At least as early as the seconnd century BCE.
This area was considered to be in "Gaul", and became part of the Roman empire.
These were the so-called germani cisrhenani, who in modern terms lived in the region of modern eastern Belgium, the southeastern Netherlands, and stretching into Germany towards the Rhine.
During the period of the Roman empire, more tribes were settled in areas of the empire near the Rhine, in territories controlled by the Roman Empire.
Eventually these areas came to be known as Lesser Germania, while Greater Germania (Magna Germania; it is also referred to by names referring to its being outside Roman control: Germania libera, "free Germania") was the larger territory east of the Rhine.The language of the Germani Cisrhenani and their neighbours across the Rhine is still unclear.
Their tribal names and personal names are generally considered Celtic, and there are also signs of an older Belgic language which once existed between the contact zone of the Germanic and Celtic languages.Germania in its eastern parts was likely also inhabited by early Baltic and, centuries later, Slavic tribes.

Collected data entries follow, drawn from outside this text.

// Connection state machine and reconnect backoff. All transitions take `now` explicitly.

use std::fmt;
use std::time::{Duration, Instant};

pub const INITIAL_BACKOFF: Duration = Duration::from_secs(5);
pub const MAX_BACKOFF: Duration = Duration::from_secs(60);
pub const AUTH_TIMEOUT: Duration = Duration::from_secs(10);

#[derive(Debug, Clone, Copy, PartialEq, Eq)]
pub enum ConnectionState {
    Disconnected { retry_at: Instant },
    Connecting,
    Authenticating { deadline: Instant },
    Streaming { since: Instant },
}

impl ConnectionState {
    pub fn name(&self) -> &'static str {
        match self {
            ConnectionState::Disconnected { .. } => "disconnected",
            ConnectionState::Connecting => "connecting",
            ConnectionState::Authenticating { .. } => "authenticating",
            ConnectionState::Streaming { .. } => "streaming",
        }
    }
}

#[derive(Debug, Clone, Copy, PartialEq, Eq, thiserror::Error)]
#[error("invalid transition {event} from {from}")]
pub struct InvalidTransition {
    pub from: &'static str,
    pub event: &'static str,
}

/// Why a connection ended; decides how the failure is logged and counted.
#[derive(Debug, Clone, Copy, PartialEq, Eq)]
pub enum DisconnectReason {
    Transport,
    AuthTimeout,
    AuthRejected,
    KeepaliveMissed,
    AckTimeout,
    Closed,
}

impl fmt::Display for DisconnectReason {
    fn fmt(&self, f: &mut fmt::Formatter<'_>) -> fmt::Result {
        f.write_str(match self {
            DisconnectReason::Transport => "transport",
            DisconnectReason::AuthTimeout => "auth_timeout",
            DisconnectReason::AuthRejected => "auth_rejected",
            DisconnectReason::KeepaliveMissed => "keepalive_missed",
            DisconnectReason::AckTimeout => "ack_timeout",
            DisconnectReason::Closed => "closed",
        })
    }
}

/// Doubling delay between initial and max.
#[derive(Debug, Clone)]
pub struct Backoff {
    initial: Duration,
    max: Duration,
    current: Duration,
}

impl Default for Backoff {
    fn default() -> Self {
        Self::new(INITIAL_BACKOFF, MAX_BACKOFF)
    }
}

impl Backoff {
    pub fn new(initial: Duration, max: Duration) -> Self {
        let max = max.max(initial);
        Self {
            initial,
            max,
            current: initial,
        }
    }

    /// Delay for this failure; the next call returns double, up to max.
    pub fn next_delay(&mut self) -> Duration {
        let delay = self.current;
        self.current = (self.current * 2).min(self.max);
        delay
    }

    pub fn reset(&mut self) {
        self.current = self.initial;
    }

    /// Delay the next failure would get.
    pub fn peek(&self) -> Duration {
        self.current
    }
}

pub struct SyncStateMachine {
    state: ConnectionState,
    backoff: Backoff,
    auth_timeout: Duration,
    consecutive_auth_failures: u32,
}

impl SyncStateMachine {
    /// Starts disconnected with the retry timer already elapsed.
    pub fn new(backoff: Backoff, auth_timeout: Duration, now: Instant) -> Self {
        Self {
            state: ConnectionState::Disconnected { retry_at: now },
            backoff,
            auth_timeout,
            consecutive_auth_failures: 0,
        }
    }

    pub fn state(&self) -> ConnectionState {
        self.state
    }

    pub fn is_streaming(&self) -> bool {
        matches!(self.state, ConnectionState::Streaming { .. })
    }

    pub fn consecutive_auth_failures(&self) -> u32 {
        self.consecutive_auth_failures
    }

    fn invalid(&self, event: &'static str) -> InvalidTransition {
        InvalidTransition {
            from: self.state.name(),
            event,
        }
    }

    /// Time left before a reconnect attempt is allowed; zero when not disconnected.
    pub fn retry_in(&self, now: Instant) -> Duration {
        match self.state {
            ConnectionState::Disconnected { retry_at } => retry_at.saturating_duration_since(now),
            _ => Duration::ZERO,
        }
    }

    pub fn begin_connect(&mut self, now: Instant) -> Result<(), InvalidTransition> {
        match self.state {
            ConnectionState::Disconnected { retry_at } if now >= retry_at => {
                self.state = ConnectionState::Connecting;
                Ok(())
            }
            _ => Err(self.invalid("begin_connect")),
        }
    }

    /// Transport is up; the auth deadline starts now.
    pub fn transport_established(&mut self, now: Instant) -> Result<Instant, InvalidTransition> {
        match self.state {
            ConnectionState::Connecting => {
                let deadline = now + self.auth_timeout;
                self.state = ConnectionState::Authenticating { deadline };
                Ok(deadline)
            }
            _ => Err(self.invalid("transport_established")),
        }
    }

    pub fn auth_accepted(&mut self, now: Instant) -> Result<(), InvalidTransition> {
        match self.state {
            ConnectionState::Authenticating { deadline } if now <= deadline => {
                self.state = ConnectionState::Streaming { since: now };
                self.consecutive_auth_failures = 0;
                Ok(())
            }
            _ => Err(self.invalid("auth_accepted")),
        }
    }

    /// True while authenticating past the deadline.
    pub fn auth_expired(&self, now: Instant) -> bool {
        matches!(self.state, ConnectionState::Authenticating { deadline } if now > deadline)
    }

    /// Moves to `Disconnected` from any state and returns the delay before the next attempt.
    /// Any time spent streaming resets the backoff first.
    pub fn disconnect(&mut self, now: Instant, reason: DisconnectReason) -> Duration {
        if matches!(self.state, ConnectionState::Streaming { .. }) {
            self.backoff.reset();
        }
        if reason == DisconnectReason::AuthRejected {
            self.consecutive_auth_failures += 1;
        }
        let delay = self.backoff.next_delay();
        self.state = ConnectionState::Disconnected {
            retry_at: now + delay,
        };
        delay
    }
}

These parts of eastern Germania are sometimes called Germania Slavica in modern historiography.The Roman parts of Germania, "Lesser Germania", eventually form two provinces of the empire, Germania Inferior, "Lower Germania", which come to eventually include the region of the original germani cisrhenani and Germania Superior, in modern terms comprising an area of western Switzerland, the French Jura and Alsace regions, and southwestern Germany.
Important cities are Besançon (Besontio), Strasbourg (Argentoratum), Wiesbaden (Aquae Mattiacae), and Mainz (Mogontiacum).The Romans under Augustus begin to conquer and defeat the peoples of Germania Magna in 12 BCE, having the Legati (generals) Germanicus and Tiberius leading the Legions.

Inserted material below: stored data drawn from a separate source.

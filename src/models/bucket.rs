// Rollup buckets: sum/max/count per interval; averages derived on read

use serde::{Deserialize, Serialize};

use super::{ProbeResult, ProbeStatus, Sample};

/// Aggregate of every sample whose timestamp fell in one interval of one lane.
#[derive(Debug, Clone, PartialEq, Serialize, Deserialize)]
pub struct Bucket {
    #[serde(rename = "bucket")]
    pub index: i64,
    pub cpu_sum: f64,
    pub cpu_max: f64,
    pub memory_sum: f64,
    pub memory_max: f64,
    pub disk_sum: f64,
    pub disk_max: f64,
    pub load_sum: f64,
    pub load_max: f64,
    /// Highest cumulative receive counter seen in the interval.
    pub net_rx: u64,
    pub net_tx: u64,
    pub sample_count: u32,
}

impl Bucket {
    pub fn new(index: i64) -> Self {
        Self {
            index,
            cpu_sum: 0.0,
            cpu_max: 0.0,
            memory_sum: 0.0,
            memory_max: 0.0,
            disk_sum: 0.0,
            disk_max: 0.0,
            load_sum: 0.0,
            load_max: 0.0,
            net_rx: 0,
            net_tx: 0,
            sample_count: 0,
        }
    }

    pub fn add(&mut self, sample: &Sample) {
        let cpu = sample.cpu.usage;
        let memory = sample.memory.usage_percent;
        let disk = sample.disk_usage();
        let load = sample.load_average.one;

        self.cpu_sum += cpu;
        self.cpu_max = self.cpu_max.max(cpu);
        self.memory_sum += memory;
        self.memory_max = self.memory_max.max(memory);
        self.disk_sum += disk;
        self.disk_max = self.disk_max.max(disk);
        self.load_sum += load;
        self.load_max = self.load_max.max(load);
        self.net_rx = self.net_rx.max(sample.network.total_rx);
        self.net_tx = self.net_tx.max(sample.network.total_tx);
        self.sample_count += 1;
    }

    fn avg(&self, sum: f64) -> Option<f64> {
        (self.sample_count > 0).then(|| sum / self.sample_count as f64)
    }

    pub fn cpu_avg(&self) -> Option<f64> {
        self.avg(self.cpu_sum)
    }

    pub fn memory_avg(&self) -> Option<f64> {
        self.avg(self.memory_sum)
    }

    pub fn disk_avg(&self) -> Option<f64> {
        self.avg(self.disk_sum)
    }

    pub fn load_avg(&self) -> Option<f64> {
        self.avg(self.load_sum)
    }

    /// Every float aggregate, for validation.
    pub fn aggregates(&self) -> [f64; 8] {
        [
            self.cpu_sum,
            self.cpu_max,
            self.memory_sum,
            self.memory_max,
            self.disk_sum,
            self.disk_max,
            self.load_sum,
            self.load_max,
        ]
    }
}

/// Probe outcomes for one target in one interval of one lane.
#[derive(Debug, Clone, PartialEq, Serialize, Deserialize)]
pub struct PingBucket {
    #[serde(rename = "bucket")]
    pub index: i64,
    pub target_name: String,
    pub target_host: String,
    pub latency_sum: f64,
    pub latency_max: f64,
    pub latency_count: u32,
    pub ok_count: u32,
    pub fail_count: u32,
}

impl PingBucket {
    pub fn new(index: i64, target_name: &str, target_host: &str) -> Self {
        Self {
            index,
            target_name: target_name.to_string(),
            target_host: target_host.to_string(),
            latency_sum: 0.0,
            latency_max: 0.0,
            latency_count: 0,
            ok_count: 0,
            fail_count: 0,
        }
    }

    pub fn add(&mut self, result: &ProbeResult) {
        if let Some(latency) = result.latency_ms {
            self.latency_sum += latency;
            self.latency_max = self.latency_max.max(latency);
            self.latency_count += 1;
        }
        if result.status == ProbeStatus::Ok {
            self.ok_count += 1;
        } else {
            self.fail_count += 1;
        }
    }

    /// Number of probes recorded, successful or not. Ping merge precedence compares this.
    pub fn probes(&self) -> u32 {
        self.ok_count.saturating_add(self.fail_count)
    }

    pub fn latency_avg(&self) -> Option<f64> {
        (self.latency_count > 0).then(|| self.latency_sum / self.latency_count as f64)
    }

    /// Fraction of successful probes in `[0, 1]`.
    pub fn availability(&self) -> Option<f64> {
        let probes = self.probes();
        (probes > 0).then(|| self.ok_count as f64 / probes as f64)
    }
}
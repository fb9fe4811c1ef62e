// Ping bucket table: one row per (server_id, granularity, bucket, target_name)

use sqlx::Row;
use sqlx::sqlite::{SqlitePool, SqliteRow};
use sqlx::{Sqlite, Transaction};

use crate::models::{Granularity, PingBucket};

pub(super) async fn init_ping_table(pool: &SqlitePool) -> anyhow::Result<()> {
    sqlx::query(
        r#"
        CREATE TABLE IF NOT EXISTS ping_buckets (
            server_id TEXT NOT NULL,
            granularity TEXT NOT NULL,
            bucket INTEGER NOT NULL,
            target_name TEXT NOT NULL,
            target_host TEXT NOT NULL,
            latency_sum REAL NOT NULL,
            latency_max REAL NOT NULL,
            latency_count INTEGER NOT NULL,
            ok_count INTEGER NOT NULL,
            fail_count INTEGER NOT NULL,
            updated_at INTEGER NOT NULL,
            PRIMARY KEY (server_id, granularity, bucket, target_name)
        )
        "#,
    )
    .execute(pool)
    .await?;

    sqlx::query(
        "CREATE INDEX IF NOT EXISTS idx_ping_buckets_granularity_bucket ON ping_buckets(granularity, bucket)",
    )
    .execute(pool)
    .await?;

    Ok(())
}

/// Same precedence as metric rows, comparing total probes. Returns whether the row was written.
pub(super) async fn upsert_ping(
    tx: &mut Transaction<'_, Sqlite>,
    server_id: &str,
    granularity: Granularity,
    p: &PingBucket,
    updated_at: i64,
) -> anyhow::Result<bool> {
    let result = sqlx::query(
        r#"
        INSERT INTO ping_buckets
        (server_id, granularity, bucket, target_name, target_host, latency_sum, latency_max,
         latency_count, ok_count, fail_count, updated_at)
        VALUES ($1, $2, $3, $4, $5, $6, $7, $8, $9, $10, $11)
        ON CONFLICT(server_id, granularity, bucket, target_name) DO UPDATE SET
            target_host = excluded.target_host,
            latency_sum = excluded.latency_sum,
            latency_max = excluded.latency_max,
            latency_count = excluded.latency_count,
            ok_count = excluded.ok_count,
            fail_count = excluded.fail_count,
            updated_at = excluded.updated_at
        WHERE excluded.ok_count + excluded.fail_count >= ping_buckets.ok_count + ping_buckets.fail_count
        "#,
    )
    .bind(server_id)
    .bind(granularity.as_str())
    .bind(p.index)
    .bind(&p.target_name)
    .bind(&p.target_host)
    .bind(p.latency_sum)
    .bind(p.latency_max)
    .bind(p.latency_count as i64)
    .bind(p.ok_count as i64)
    .bind(p.fail_count as i64)
    .bind(updated_at)
    .execute(&mut **tx)
    .await?;
    Ok(result.rows_affected() > 0)
}

pub(super) async fn get_ping_bucket(
    pool: &SqlitePool,
    server_id: &str,
    granularity: Granularity,
    target_name: &str,
    index: i64,
) -> anyhow::Result<Option<PingBucket>> {
    let row = sqlx::query(
        "SELECT bucket, target_name, target_host, latency_sum, latency_max, latency_count, ok_count, fail_count
         FROM ping_buckets WHERE server_id = $1 AND granularity = $2 AND target_name = $3 AND bucket = $4",
    )
    .bind(server_id)
    .bind(granularity.as_str())
    .bind(target_name)
    .bind(index)
    .fetch_optional(pool)
    .await?;
    row.as_ref().map(parse_ping_row).transpose()
}

pub(super) async fn prune_ping(
    pool: &SqlitePool,
    granularity: Granularity,
    cutoff_index: i64,
) -> anyhow::Result<u64> {
    let r = sqlx::query("DELETE FROM ping_buckets WHERE granularity = $1 AND bucket < $2")
        .bind(granularity.as_str())
        .bind(cutoff_index)
        .execute(pool)
        .await?;
    Ok(r.rows_affected())
}

fn count(row: &SqliteRow, column: &str) -> anyhow::Result<u32> {
    let v: i64 = row.try_get(column)?;
    Ok(v.clamp(0, u32::MAX as i64) as u32)
}

fn parse_ping_row(row: &SqliteRow) -> anyhow::Result<PingBucket> {
    Ok(PingBucket {
        index: row.try_get("bucket")?,
        target_name: row.try_get("target_name")?,
        target_host: row.try_get("target_host")?,
        latency_sum: row.try_get("latency_sum")?,
        latency_max: row.try_get("latency_max")?,
        latency_count: count(row, "latency_count")?,
        ok_count: count(row, "ok_count")?,
        fail_count: count(row, "fail_count")?,
    })
}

By CE 6, all of Germania up to the River Elbe is temporarily pacified by the Romans as well as being occupied by them.
The Roman plan to complete the conquest and incorporate all of Magna Germania into the Roman Empire is frustrated when Rome is defeated by the German tribesmen in the Battle of the Teutoburg Forest in 9.
Augustus then orders Roman withdrawal from Magna Germania (completed by 16) and establishes the boundary of the Roman Empire as being the Rhine and the Danube.